A thought about backslash \ for line continuations: it can interact badly with line comments.

In languages where \ at the end of a line indicates a line continuation ...
... and '#' comments all characters until the end of the line ...
... in those languages, you can't have line comments on multiline expressions.

For example, this is invalid bash:

tar \
  -x  # extract \
  -z  # gzipped \
  -f  # read from file \
  myfile.tar.gz

and so is this:

mycommand \
  | head --bytes=-2  # remove spurious CR LF from end \
  | tail +2  # remove header

Some potentional ways to allow comments AND line continuations, if that is important to you.

Contrived example featuring addthree.
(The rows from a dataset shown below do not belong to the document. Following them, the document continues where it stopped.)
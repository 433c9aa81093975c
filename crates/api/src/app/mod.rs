//! HTTP API application wiring (Axum router + service wiring).
//!
//! - `services.rs`: infrastructure wiring (Postgres, SQS, orchestrator)
//! - `routes/`: HTTP routes + handlers
//! - `dto.rs`: request/response DTOs and validation
//! - `errors.rs`: consistent error responses

use std::sync::Arc;

use axum::{Extension, Router, routing::get};
use tower::ServiceBuilder;
use tower_http::limit::RequestBodyLimitLayer;
use tower_http::trace::TraceLayer;

use catalog_infra::config::HttpSettings;

pub mod dto;
pub mod errors;
pub mod routes;
pub mod services;

pub use services::AppServices;

/// Every products-service route lives under this prefix.
pub const API_PREFIX: &str = "/products-api/v1";
pub const SERVICE_NAME: &str = "products-service";

/// Build the full HTTP router (public entrypoint used by `main.rs`).
pub fn build_app(services: Arc<AppServices>, http: &HttpSettings) -> Router {
    let api = Router::new()
        .route("/health", get(routes::system::health))
        .nest("/products", routes::products::router())
        .layer(Extension(services));

    Router::new().nest(API_PREFIX, api).layer(
        ServiceBuilder::new()
            .layer(TraceLayer::new_for_http())
            .layer(RequestBodyLimitLayer::new(http.body_limit_bytes)),
    )
}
Find shows with free places, by adding up how many places each kind of ticket represents, and then comparing that to the theatre's capacity.
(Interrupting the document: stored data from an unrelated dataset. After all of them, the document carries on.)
//! Catalog error model.
//!
//! Every layer that talks to a caller (orchestrator, HTTP) speaks in terms of
//! [`CatalogError`]. The `Display` form is `"<code> - <detail>"` and is what
//! ends up in HTTP error bodies.

use thiserror::Error;

/// Result type used across the catalog.
pub type CatalogResult<T> = Result<T, CatalogError>;

/// Separator between individual field messages in a validation error.
pub const FIELDS_SEPARATOR: &str = ",";

#[derive(Debug, Error, Clone, PartialEq, Eq)]
pub enum CatalogError {
    /// The request itself was malformed (bad JSON, bad id, ...).
    #[error("bad_request - {0}")]
    BadRequest(String),

    /// A uniqueness constraint was violated.
    #[error("conflict - {0}")]
    Conflict(String),

    /// The named resource does not exist.
    #[error("not_found - {0}")]
    NotFound(String),

    /// One or more request fields failed validation.
    #[error("validation_error - {}", .0.join(FIELDS_SEPARATOR))]
    FieldsValidation(Vec<String>),

    /// Storage, transport or any other unexpected failure.
    #[error("internal_server_error - {0}")]
    Internal(String),
}

impl CatalogError {
    pub fn bad_request(msg: impl Into<String>) -> Self {
        Self::BadRequest(msg.into())
    }

    pub fn conflict(msg: impl Into<String>) -> Self {
        Self::Conflict(msg.into())
    }

    pub fn not_found(what: impl Into<String>) -> Self {
        Self::NotFound(what.into())
    }

    pub fn internal(msg: impl Into<String>) -> Self {
        Self::Internal(msg.into())
    }

    /// Machine-readable code, the part before `" - "` in the display form.
    pub fn code(&self) -> &'static str {
        match self {
            Self::BadRequest(_) => "bad_request",
            Self::Conflict(_) => "conflict",
            Self::NotFound(_) => "not_found",
            Self::FieldsValidation(_) => "validation_error",
            Self::Internal(_) => "internal_server_error",
        }
    }
}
Flavour 1: 'backslash EOL' for line continuation. 'backslash space comment EOL' also for line continuation. 'EOL' for pipe.

from tickets_per_show
filter addthree \
    seats \
    couches * 2 \   # couches are double-sized
    standing / 2 \  # standing people take less room
    != max_capacity

Flavour 2: 'EOL space backslash' for line continuation. 'EOL' for pipe.

In other words, line that starts with spaces + backslash gets glued to previous line, after comment removal.

from tickets_per_show
filter addthree
    \ seats
    \ couches * 2   # couches are double-sized
    \ standing / 2  # standing people take less room
    \ != max_capacity

Flavour 3: infix comments

from tickets_per_show
filter addthree \
    seats \
    couches * 2   /* couches are double-sized */ \
    standing / 2  /* standing people take less room */ \
    != max_capacity

Flavour 4: line continuations allow separate-line comments, not end-of-line comments,

from tickets_per_show
filter addthree \
    seats \
    # couches are double-sized
    couches * 2   \
    # standing people take less room
    standing / 2  \
    != max_capacity

aljazerzen · 2022-12-30T09:21:04Z

Good breakdown of options for the backslash escaping route. I prefer flavour 4 the most.
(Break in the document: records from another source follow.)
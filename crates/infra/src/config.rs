//! Configuration loading and representation.
//!
//! Sources, later ones overriding earlier ones:
//! 1. `.env` in the working directory (loaded into the process environment)
//! 2. `config.yaml` in the working directory, if present
//! 3. the file named by the `path` argument or `CATALOG_CONFIG`
//! 4. `CATALOG__<SECTION>__<KEY>` environment variables
//! 5. the short overrides `HTTP_ADDRESS`, `SQS_URL`, `SQS_REGION`, `DATABASE_URL`

use std::time::Duration;

use ::config::{Config as ConfigLib, ConfigBuilder, Environment, File, FileFormat};
use ::config::builder::DefaultState;
use serde::Deserialize;
use serde::de::DeserializeOwned;
use structopt::StructOpt;
use thiserror::Error;

use crate::consumer::ConsumerConfig;

pub const DEFAULT_CONFIG_FILE: &str = "config";
pub const CONFIG_ENV_VAR: &str = "CATALOG_CONFIG";
pub const CONFIG_ENV_PREFIX: &str = "CATALOG";

#[derive(Debug, Error)]
pub enum ConfigError {
    #[error("failed to load configuration: {0}")]
    Load(#[from] ::config::ConfigError),

    #[error("invalid configuration: {}", .0.join("; "))]
    Invalid(Vec<String>),
}

#[derive(Debug, Clone, PartialEq, Eq, Deserialize)]
#[serde(default)]
pub struct HttpSettings {
    pub listen_address: String,
    /// Upper bound on the graceful shutdown wait.
    pub graceful_timeout_ms: u64,
    pub body_limit_bytes: usize,
}

impl Default for HttpSettings {
    fn default() -> Self {
        Self {
            listen_address: "0.0.0.0:8080".to_owned(),
            graceful_timeout_ms: 10_000,
            body_limit_bytes: 1024 * 1024,
        }
    }
}

impl HttpSettings {
    pub fn graceful_timeout(&self) -> Duration {
        Duration::from_millis(self.graceful_timeout_ms)
    }

    fn check(&self, problems: &mut Vec<String>) {
        if self.listen_address.parse::<std::net::SocketAddr>().is_err() {
            problems.push(format!("http.listen_address {:?} is not a socket address", self.listen_address));
        }
        if self.body_limit_bytes == 0 {
            problems.push("http.body_limit_bytes must be positive".to_owned());
        }
    }
}

#[derive(Debug, Clone, PartialEq, Eq, Deserialize)]
#[serde(default)]
pub struct BrokerSettings {
    pub queue_url: String,
    pub region: String,
    /// Overrides the endpoint derived from `queue_url`.
    pub endpoint_url: Option<String>,
    pub max_messages: u32,
    pub wait_time_seconds: u64,
    pub retry_delay_ms: u64,
    pub handler_timeout_ms: u64,
    pub delete_timeout_ms: u64,
}

impl Default for BrokerSettings {
    fn default() -> Self {
        Self {
            queue_url: String::new(),
            region: "us-east-1".to_owned(),
            endpoint_url: None,
            max_messages: 10,
            wait_time_seconds: 20,
            retry_delay_ms: 5_000,
            handler_timeout_ms: 30_000,
            delete_timeout_ms: 10_000,
        }
    }
}

impl BrokerSettings {
    pub fn consumer_config(&self) -> ConsumerConfig {
        ConsumerConfig::default()
            .with_max_messages(self.max_messages)
            .with_wait_time(Duration::from_secs(self.wait_time_seconds))
            .with_retry_delay(Duration::from_millis(self.retry_delay_ms))
            .with_handler_timeout(Duration::from_millis(self.handler_timeout_ms))
            .with_delete_timeout(Duration::from_millis(self.delete_timeout_ms))
    }

    fn check(&self, problems: &mut Vec<String>) {
        if self.queue_url.trim().is_empty() {
            problems.push("broker.queue_url is required".to_owned());
        }
        if self.region.trim().is_empty() {
            problems.push("broker.region is required".to_owned());
        }
        if !(1..=10).contains(&self.max_messages) {
            problems.push("broker.max_messages must be between 1 and 10".to_owned());
        }
        if self.wait_time_seconds > 20 {
            problems.push("broker.wait_time_seconds must be at most 20".to_owned());
        }
        for (name, value) in [
            ("broker.retry_delay_ms", self.retry_delay_ms),
            ("broker.handler_timeout_ms", self.handler_timeout_ms),
            ("broker.delete_timeout_ms", self.delete_timeout_ms),
        ] {
            if value == 0 {
                problems.push(format!("{name} must be positive"));
            }
        }
    }
}

#[derive(Debug, Clone, PartialEq, Eq, Deserialize)]
#[serde(default)]
pub struct PostgresSettings {
    pub dsn: String,
    pub max_connections: u32,
    pub connect_retries: u32,
    pub retry_delay_ms: u64,
    pub acquire_timeout_ms: u64,
    pub auto_migrate: bool,
}

impl Default for PostgresSettings {
    fn default() -> Self {
        Self {
            dsn: String::new(),
            max_connections: 10,
            connect_retries: 5,
            retry_delay_ms: 2_000,
            acquire_timeout_ms: 5_000,
            auto_migrate: true,
        }
    }
}

impl PostgresSettings {
    pub fn retry_delay(&self) -> Duration {
        Duration::from_millis(self.retry_delay_ms)
    }

    pub fn acquire_timeout(&self) -> Duration {
        Duration::from_millis(self.acquire_timeout_ms)
    }

    fn check(&self, problems: &mut Vec<String>) {
        if self.dsn.trim().is_empty() {
            problems.push("postgres.dsn is required".to_owned());
        }
        if self.max_connections == 0 {
            problems.push("postgres.max_connections must be positive".to_owned());
        }
    }
}

/// A service's full configuration.
pub trait ServiceSettings: DeserializeOwned {
    fn validate(&self) -> Result<(), ConfigError>;
}

#[derive(Debug, Clone, Default, PartialEq, Eq, Deserialize)]
#[serde(default)]
pub struct ProductsServiceConfig {
    pub http: HttpSettings,
    pub broker: BrokerSettings,
    pub postgres: PostgresSettings,
}

impl ServiceSettings for ProductsServiceConfig {
    fn validate(&self) -> Result<(), ConfigError> {
        let mut problems = Vec::new();
        self.http.check(&mut problems);
        self.broker.check(&mut problems);
        self.postgres.check(&mut problems);
        into_result(problems)
    }
}

#[derive(Debug, Clone, Default, PartialEq, Eq, Deserialize)]
#[serde(default)]
pub struct NotificationsServiceConfig {
    pub http: HttpSettings,
    pub broker: BrokerSettings,
}

impl ServiceSettings for NotificationsServiceConfig {
    fn validate(&self) -> Result<(), ConfigError> {
        let mut problems = Vec::new();
        self.http.check(&mut problems);
        self.broker.check(&mut problems);
        into_result(problems)
    }
}

fn into_result(problems: Vec<String>) -> Result<(), ConfigError> {
    if problems.is_empty() {
        Ok(())
    } else {
        Err(ConfigError::Invalid(problems))
    }
}

/// Load and validate a service configuration from files and environment.
pub fn load<T: ServiceSettings>(path: Option<&str>) -> Result<T, ConfigError> {
    let _ = dotenvy::dotenv();

    let mut builder = ConfigLib::builder()
        .add_source(File::new(DEFAULT_CONFIG_FILE, FileFormat::Yaml).required(false));

    if let Some(config_path) = path {
        builder = builder.add_source(File::new(config_path, FileFormat::Yaml).required(true));
    } else if let Ok(config_path) = std::env::var(CONFIG_ENV_VAR) {
        builder = builder.add_source(File::new(&config_path, FileFormat::Yaml).required(true));
    }

    let builder = builder.add_source(
        Environment::with_prefix(CONFIG_ENV_PREFIX)
            .separator("__")
            .try_parsing(true),
    );

    finish(with_short_overrides(builder)?)
}

/// Command line shared by both services.
#[derive(Debug, Clone, Default, StructOpt)]
pub struct CliOptions {
    /// YAML configuration file layered over `config.yaml`
    #[structopt(short = "c", long = "config", env = "CATALOG_CONFIG")]
    pub config: Option<String>,
}

/// Load and validate a configuration from a YAML string only.
pub fn from_yaml_str<T: ServiceSettings>(yaml: &str) -> Result<T, ConfigError> {
    finish(ConfigLib::builder().add_source(File::from_str(yaml, FileFormat::Yaml)))
}

fn with_short_overrides(
    builder: ConfigBuilder<DefaultState>,
) -> Result<ConfigBuilder<DefaultState>, ConfigError> {
    let env = |name: &str| std::env::var(name).ok().filter(|v| !v.is_empty());
    Ok(builder
        .set_override_option("http.listen_address", env("HTTP_ADDRESS"))?
        .set_override_option("broker.queue_url", env("SQS_URL"))?
        .set_override_option("broker.region", env("SQS_REGION"))?
        .set_override_option("postgres.dsn", env("DATABASE_URL"))?)
}

fn finish<T: ServiceSettings>(builder: ConfigBuilder<DefaultState>) -> Result<T, ConfigError> {
    let settings: T = builder.build()?.try_deserialize()?;
    settings.validate()?;
    Ok(settings)
}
But as I said, backslash looks ugly (that's just my preference) and has to be adjusted when adding a new line at the end. It's like a trailing comma. And we cannot allow trailing backslashes...

max-sixty · 2022-12-31T00:30:59Z

I agree for Flavour 4! (I think the example is missing +s — is that right? Or I'm misunderstanding the example.)

Overall I'd be fine with this; it doesn't conflict with other syntax. I think we should try and reduce the amount it's needed — but sometimes it will be, as the example shows.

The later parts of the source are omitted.